La aldaba
Carlos Navarro Antolín
Una nueva Sevilla en altura
EN las playas más cercanas a las marismas la marea deja algunas tardes costras de cieno en las que los niños juegan a embarrarse sin importarles su textura excrementicia y en los más distinguidos balnearios los artríticos y estresados se embadurnan con el lodo terapéutico soportando vapores hediondos, después llega el poeta y canta que la rosa más fragante brota en medio de la charca más fangosa.

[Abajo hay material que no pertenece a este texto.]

//! Router behaviour that needs no live backend: routing, auth gating and
//! request validation all happen before any gRPC call.

use actix_web::{test, web, App};
use std::sync::Arc;

use api_gateway::clients::ServiceClients;
use api_gateway::config::ServiceEndpoints;
use api_gateway::csrf::CsrfTokens;
use api_gateway::middleware::{CsrfMiddleware, SessionMiddleware, SessionValidator};
use api_gateway::rest_api::{self, ApiSettings};

fn unreachable_clients() -> ServiceClients {
    let url = "http://127.0.0.1:1".to_string();
    let endpoints = ServiceEndpoints {
        auth_url: url.clone(),
        user_url: url.clone(),
        event_url: url.clone(),
        image_url: url.clone(),
        csat_url: url,
        connect_timeout_secs: 1,
        request_timeout_secs: 1,
    };
    ServiceClients::new(&endpoints, 1024).expect("clients")
}

macro_rules! gateway {
    () => {{
        let clients = unreachable_clients();
        let validator: Arc<dyn SessionValidator> = Arc::new(clients.clone());
        let tokens = Arc::new(CsrfTokens::new(b"routes-test-secret-routes-test-xx", 3600).unwrap());
        test::init_service(
            App::new()
                .wrap(CsrfMiddleware::new(tokens, false))
                .wrap(SessionMiddleware::new(validator))
                .app_data(web::Data::new(clients))
                .app_data(web::Data::new(ApiSettings {
                    secure_cookies: false,
                    max_upload_bytes: 1024,
                }))
                .app_data(api_gateway::json_config())
                .app_data(api_gateway::query_config())
                .route("/health", web::get().to(api_gateway::health))
                .configure(rest_api::configure),
        )
        .await
    }};
}

#[actix_web::test]
async fn test_health() {
    let app = gateway!();
    let req = test::TestRequest::get().uri("/health").to_request();
    let body: serde_json::Value = test::call_and_read_body_json(&app, req).await;
    assert_eq!(body["status"], "ok");
}

#[actix_web::test]
async fn test_protected_routes_require_session() {
    let app = gateway!();
    let cases = [
        test::TestRequest::get().uri("/api/v1/favorites"),
        test::TestRequest::get().uri("/api/v1/events/feed"),
        test::TestRequest::get().uri("/api/v1/auth/session"),
        test::TestRequest::put()
            .uri("/api/v1/profile")
            .set_json(serde_json::json!({ "about": "hi" })),
        test::TestRequest::post().uri("/api/v1/users/00000000-0000-0000-0000-000000000001/subscription"),
        test::TestRequest::post()
            .uri("/api/v1/csat/answers")
            .set_json(serde_json::json!({ "question_id": 1, "rating": 5 })),
        test::TestRequest::delete().uri("/api/v1/events/00000000-0000-0000-0000-000000000001"),
    ];

    for req in cases {
        let resp = test::call_service(&app, req.to_request()).await;
        assert_eq!(resp.status(), 401);
        let body: serde_json::Value = test::read_body_json(resp).await;
        assert_eq!(body["code"], "UNAUTHENTICATED");
    }
}

#[actix_web::test]
async fn test_register_validates_before_calling_backend() {
    let app = gateway!();
    let req = test::TestRequest::post()
        .uri("/api/v1/auth/register")
        .set_json(serde_json::json!({
            "username": "al",
            "email": "alice@example.com",
            "password": "long-enough-password"
        }))
        .to_request();
    let resp = test::call_service(&app, req).await;
    assert_eq!(resp.status(), 400);
    let body: serde_json::Value = test::read_body_json(resp).await;
    assert_eq!(body["message"], "invalid username");
}

#[actix_web::test]
async fn test_malformed_json_is_400() {
    let app = gateway!();
    let req = test::TestRequest::post()
        .uri("/api/v1/auth/login")
        .insert_header(("Content-Type", "application/json"))
        .set_payload("{not json")
        .to_request();
    let resp = test::call_service(&app, req).await;
    assert_eq!(resp.status(), 400);
}

#[actix_web::test]
async fn test_unreachable_backend_is_server_error() {
    let app = gateway!();
    let req = test::TestRequest::get().uri("/api/v1/events/categories").to_request();
    let resp = test::call_service(&app, req).await;
    assert!(resp.status().is_server_error());
}

#[actix_web::test]
async fn test_logout_without_session_clears_cookie() {
    let app = gateway!();
    let req = test::TestRequest::post().uri("/api/v1/auth/logout").to_request();
    let resp = test::call_service(&app, req).await;
    assert_eq!(resp.status(), 204);
    let cleared = resp
        .response()
        .cookies()
        .find(|c| c.name() == "session_id")
        .expect("session cookie");
    assert_eq!(cleared.value(), "");
}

Algo así nos ha pasado con la corrupción política, que hemos terminado conviviendo con ella como un producto más de nuestros días, consintiéndola igual que agua pantanosa que ha ido subiendo el nivel sin diques que la frenen. Si no lo hace la naturaleza es el hombre el que tiene que levantar los muros de contención, pero aquí hemos optado por dejar que los saurios se ceben hasta hartarse y hagan la digestión de su banquete refocilándose en mantos de cieno, lodo y fango cada vez más extensos.

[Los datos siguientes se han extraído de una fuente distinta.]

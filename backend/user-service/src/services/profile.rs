use error_types::{DatabaseError, ServiceError, ServiceResult};
use sqlx::PgPool;
use tracing::info;
use uuid::Uuid;
use validator::Validate;

use crate::models::{ProfileChanges, UserProfile};
use crate::repository::UserRepository;

/// Normalize then validate a profile update
pub fn prepare_changes(mut changes: ProfileChanges) -> ServiceResult<ProfileChanges> {
    changes.username = changes.username.map(|u| u.trim().to_string());
    changes.email = changes.email.map(|e| e.trim().to_lowercase());

    changes.validate().map_err(|e| {
        let mut fields: Vec<String> = e.field_errors().keys().map(|f| f.to_string()).collect();
        fields.sort();
        ServiceError::invalid_input(format!("invalid {}", fields.join(", ")))
    })?;

    if let Some(username) = &changes.username {
        if !username
            .chars()
            .all(|c| c.is_ascii_alphanumeric() || c == '_' || c == '.')
        {
            return Err(ServiceError::invalid_input(
                "username may contain only letters, digits, '_' and '.'",
            ));
        }
    }

    Ok(changes)
}

fn profile_conflict(err: DatabaseError) -> ServiceError {
    match err.constraint() {
        Some("users_username_key") => ServiceError::conflict("username already taken"),
        Some("users_email_key") => ServiceError::conflict("email already taken"),
        _ => ServiceError::from(err),
    }
}

pub struct ProfileService {
    users: UserRepository,
}

impl ProfileService {
    pub fn new(pool: PgPool) -> Self {
        Self {
            users: UserRepository::new(pool),
        }
    }

    pub async fn get_user(&self, user_id: Uuid) -> ServiceResult<UserProfile> {
        self.users
            .get_profile(user_id)
            .await?
            .ok_or_else(|| ServiceError::not_found("user"))
    }

    pub async fn update_profile(
        &self,
        user_id: Uuid,
        changes: ProfileChanges,
    ) -> ServiceResult<UserProfile> {
        let changes = prepare_changes(changes)?;
        if !changes.is_empty() {
            let updated = self
                .users
                .update_profile(user_id, &changes)
                .await
                .map_err(|e| profile_conflict(DatabaseError::from(e)))?;
            if !updated {
                return Err(ServiceError::not_found("user"));
            }
            info!(event = "profile_updated", user_id = %user_id);
        }
        self.get_user(user_id).await
    }
}

#[cfg(test)]
mod tests {
    use super::*;

    #[test]
    fn test_prepare_changes_normalizes() {
        let changes = prepare_changes(ProfileChanges {
            username: Some("  bob_2 ".to_string()),
            email: Some("Bob@Example.COM".to_string()),
            ..Default::default()
        })
        .unwrap();
        assert_eq!(changes.username.as_deref(), Some("bob_2"));
        assert_eq!(changes.email.as_deref(), Some("bob@example.com"));
    }

    #[test]
    fn test_prepare_changes_rejects_invalid_email() {
        let err = prepare_changes(ProfileChanges {
            email: Some("nope".to_string()),
            ..Default::default()
        })
        .unwrap_err();
        assert_eq!(err.to_string(), "invalid email");
    }

    #[test]
    fn test_prepare_changes_rejects_long_about() {
        let err = prepare_changes(ProfileChanges {
            about: Some("a".repeat(501)),
            ..Default::default()
        })
        .unwrap_err();
        assert!(matches!(err, ServiceError::InvalidInput { .. }));
    }

    #[test]
    fn test_prepare_changes_allows_clearing() {
        let changes = prepare_changes(ProfileChanges {
            avatar_url: Some(String::new()),
            about: Some(String::new()),
            ..Default::default()
        })
        .unwrap();
        assert!(!changes.is_empty());
    }

    #[test]
    fn test_username_charset() {
        assert!(prepare_changes(ProfileChanges {
            username: Some("bad name".to_string()),
            ..Default::default()
        })
        .is_err());
    }

    #[test]
    fn test_profile_conflict_names_field() {
        let err = profile_conflict(DatabaseError::UniqueViolation {
            constraint: "users_email_key".to_string(),
        });
        assert_eq!(err.to_string(), "email already taken");
    }
}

Y así un día y el siguiente, con un caso y otro más y una operación policial o judicial hoy y mañana, con esos nombres que les pone el bautizador, un empleo que han debido crear en los despachos de las comisarías como el de negociador o francotirador, el agente que se dedica a nominar los dispositivos que descubren al ex director general, al ex consejero, al ex vicepresidente, al ex ministro, al ex alcalde y a no sé cuántos ex concejales y al resto de la caterva aprovechando -como dice François de Closets citado por Javier Pradera en Corrupción y política. Los costes de la democracia- que "las fronteras de la honradez retroceden tan lejos que hay que ser realmente un imbécil para no ceder a la tentación de franquearlas".

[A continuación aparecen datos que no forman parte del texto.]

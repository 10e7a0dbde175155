fn main() -> Result<(), Box<dyn std::error::Error>> {
    tonic_build::configure()
        .build_server(true)
        .build_client(false)
        .compile_protos(
            &["../proto/services/image_service.proto"],
            &["../proto/services"],
        )?;
    Ok(())
}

Y así la expresión de lelo se nos dibuja en la cara al resto, votantes en una Catatonia ingenua y sumisa, mientras flipamos con lo magníficamente que trata la corrupción política tal o cual serie de televisión estadounidense, italiana o escandinava en esta moda tontaina a la que hemos decidido entregarnos, prefiriendo que directores, guionistas y actores nos entretengan triturándonos en la turmix de la ficción -como a los bebés con sus primeras cucharadas de puré- el indigesto menú que tenemos que papearnos en nuestra dieta real, rutinaria, esa que se recalienta en cocinas pringosas que dan a callejones donde bailan y ríen las ratas.
Después, en el comedor público, engullimos en silencio con la vista clavada en la tele. Va a empezar la enésima temporada de Estercolero.